Gehl is no longer in business, I'd stay clear of it as parts will be a problem


----------



## thendrix (May 14, 2015)

Cheap usually isn't. This is a lesson I've run over time and time again but I can't seem to learn from it.


----------



## deadmoose (Oct 30, 2011)

Trillium Farm said:


> Gehl is no longer in business, I'd stay clear of it as parts will be a problem


That is what I heard a few years back. Know a guy who was elated when he sold his due to no m9re dealer support.


----------



## slowzuki (Mar 8, 2011)

gehl made some nice discbines but how much do you like scavenging for parts?

I have a gehl baler and it can be fun when it breaks in hay season.


----------



## Beav (Feb 14, 2016)

Gehl out business for everything or just hay equipment. Still see new skid steers and telehandlers.


----------



## Orchard6 (Apr 30, 2014)

Just ag, construction equipment is still being made.


----------



## discbinedr (Mar 4, 2013)

I've got used parts. Still wouldn't pay more than 2 to 3k. Those cutterbars are the pits to work on.


----------



## Beav (Feb 14, 2016)

Thanks good to know I have never been a fan Gehl hay equipment but their telehandlers look ok and are in the mix they are priced right


----------



## paoutdoorsman (Apr 23, 2016)

discbinedr said:


> I've got used parts. Still wouldn't pay more than 2 to 3k. Those cutterbars are the pits to work on.

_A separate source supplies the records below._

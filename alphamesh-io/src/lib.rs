//! I/O for alphamesh
//!
//! This crate connects the contour pipeline to the outside world: pixel
//! sources backed by decoded images, scoped readable access to encoded
//! texture assets, and Wavefront OBJ export of the generated mesh.

pub mod error;
pub mod image_source;
pub mod obj;
pub mod texture;

pub use error::{IoError, Result};
pub use image_source::ImageAlpha;
pub use obj::{write_obj_file, ObjWriteOptions, ObjWriter};
pub use texture::{ReadableTexture, TextureAsset};
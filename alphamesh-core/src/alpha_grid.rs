//! In-memory alpha buffer usable as a pixel source

use crate::geometry::Rect;
use crate::traits::PixelSource;
use crate::{Error, Result};
use serde::{Deserialize, Serialize};

/// A row-major grid of alpha values in `[0, 1]`
#[derive(Debug, Clone, PartialEq, Serialize, Deserialize)]
pub struct AlphaGrid {
    width: u32,
    height: u32,
    values: Vec<f32>,
}

impl AlphaGrid {
    /// Create a fully transparent grid
    pub fn new(width: u32, height: u32) -> Self {
        Self::filled(width, height, 0.0)
    }

    /// Create a grid with every pixel set to `alpha`
    pub fn filled(width: u32, height: u32, alpha: f32) -> Self {
        Self {
            width,
            height,
            values: vec![alpha.clamp(0.0, 1.0); width as usize * height as usize],
        }
    }

    /// Create a grid by evaluating `f(x, y)` for every pixel
    pub fn from_fn<F>(width: u32, height: u32, mut f: F) -> Self
    where
        F: FnMut(u32, u32) -> f32,
    {
        let mut values = Vec::with_capacity(width as usize * height as usize);
        for y in 0..height {
            for x in 0..width {
                values.push(f(x, y).clamp(0.0, 1.0));
            }
        }
        Self { width, height, values }
    }

    /// Wrap an existing row-major buffer
    pub fn from_values(width: u32, height: u32, values: Vec<f32>) -> Result<Self> {
        let expected = width as usize * height as usize;
        if values.len() != expected {
            return Err(Error::InvalidData(format!(
                "Alpha buffer has {} values, expected {} for {}x{}",
                values.len(),
                expected,
                width,
                height
            )));
        }
        Ok(Self { width, height, values })
    }

    fn index(&self, x: u32, y: u32) -> usize {
        y as usize * self.width as usize + x as usize
    }

    /// Get the alpha at `(x, y)` (with bounds checking)
    pub fn get(&self, x: u32, y: u32) -> Option<f32> {
        if x < self.width && y < self.height {
            Some(self.values[self.index(x, y)])
        } else {
            None
        }
    }

    /// Set the alpha at `(x, y)`
    pub fn set(&mut self, x: u32, y: u32, alpha: f32) -> Result<()> {
        if x < self.width && y < self.height {
            let i = self.index(x, y);
            self.values[i] = alpha.clamp(0.0, 1.0);
            Ok(())
        } else {
            Err(Error::InvalidData(format!(
                "Pixel ({}, {}) out of bounds for {}x{} grid",
                x, y, self.width, self.height
            )))
        }
    }

    /// Set every pixel inside `rect` to `alpha`; pixels outside the grid are ignored
    pub fn fill_rect(&mut self, rect: Rect, alpha: f32) {
        let alpha = alpha.clamp(0.0, 1.0);
        for y in rect.min_y..rect.max_y.min(self.height) {
            for x in rect.min_x..rect.max_x.min(self.width) {
                let i = self.index(x, y);
                self.values[i] = alpha;
            }
        }
    }

    pub fn values(&self) -> &[f32] {
        &self.values
    }
}

impl PixelSource for AlphaGrid {
    fn width(&self) -> u32 {
        self.width
    }

    fn height(&self) -> u32 {
        self.height
    }

    fn alpha_at(&self, x: u32, y: u32) -> f32 {
        self.values[self.index(x, y)]
    }
}

#[cfg(test)]
mod tests {
    use super::*;

    #[test]
    fn test_grid_creation() {
        let grid = AlphaGrid::new(3, 2);
        assert_eq!(grid.width(), 3);
        assert_eq!(grid.height(), 2);
        assert!(grid.values().iter().all(|&a| a == 0.0));
    }

    #[test]
    fn test_from_fn_is_row_major() {
        let grid = AlphaGrid::from_fn(4, 2, |x, y| if x == 3 && y == 1 { 1.0 } else { 0.0 });
        assert_eq!(grid.values()[7], 1.0);
        assert_eq!(grid.alpha_at(3, 1), 1.0);
        assert_eq!(grid.alpha_at(0, 1), 0.0);
    }

    #[test]
    fn test_values_are_clamped() {
        let mut grid = AlphaGrid::filled(2, 2, 3.0);
        assert_eq!(grid.alpha_at(0, 0), 1.0);
        grid.set(1, 1, -1.0).unwrap();
        assert_eq!(grid.get(1, 1), Some(0.0));
    }

    #[test]
    fn test_out_of_bounds() {
        let mut grid = AlphaGrid::new(2, 2);
        assert!(grid.set(2, 0, 1.0).is_err());
        assert_eq!(grid.get(0, 2), None);
    }

    #[test]
    fn test_fill_rect() {
        let mut grid = AlphaGrid::new(4, 4);
        grid.fill_rect(Rect::new(2, 2, 6, 6), 1.0);
        assert_eq!(grid.alpha_at(1, 1), 0.0);
        assert_eq!(grid.alpha_at(2, 2), 1.0);
        assert_eq!(grid.alpha_at(3, 3), 1.0);
        assert_eq!(grid.values().iter().filter(|&&a| a == 1.0).count(), 4);
    }

    #[test]
    fn test_from_values_length_mismatch() {
        assert!(AlphaGrid::from_values(2, 2, vec![0.0; 3]).is_err());
        assert!(AlphaGrid::from_values(2, 2, vec![0.0; 4]).is_ok());
    }
}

What about the 2365; Are those cutterbars any better, or the units themselves for that matter?


----------



## SVFHAY (Dec 5, 2008)

A friend of mine runs 2 of them. The rolls are wide in relation to cut width so it has a high percentage of the ground covered by the swath if set that way. He runs conditiners after cutting nearly all the time. I suspect he would do the same with any machine, just his practice. He bought a cutter bar last year for one, 5k, it was available as it is a kuhn.


----------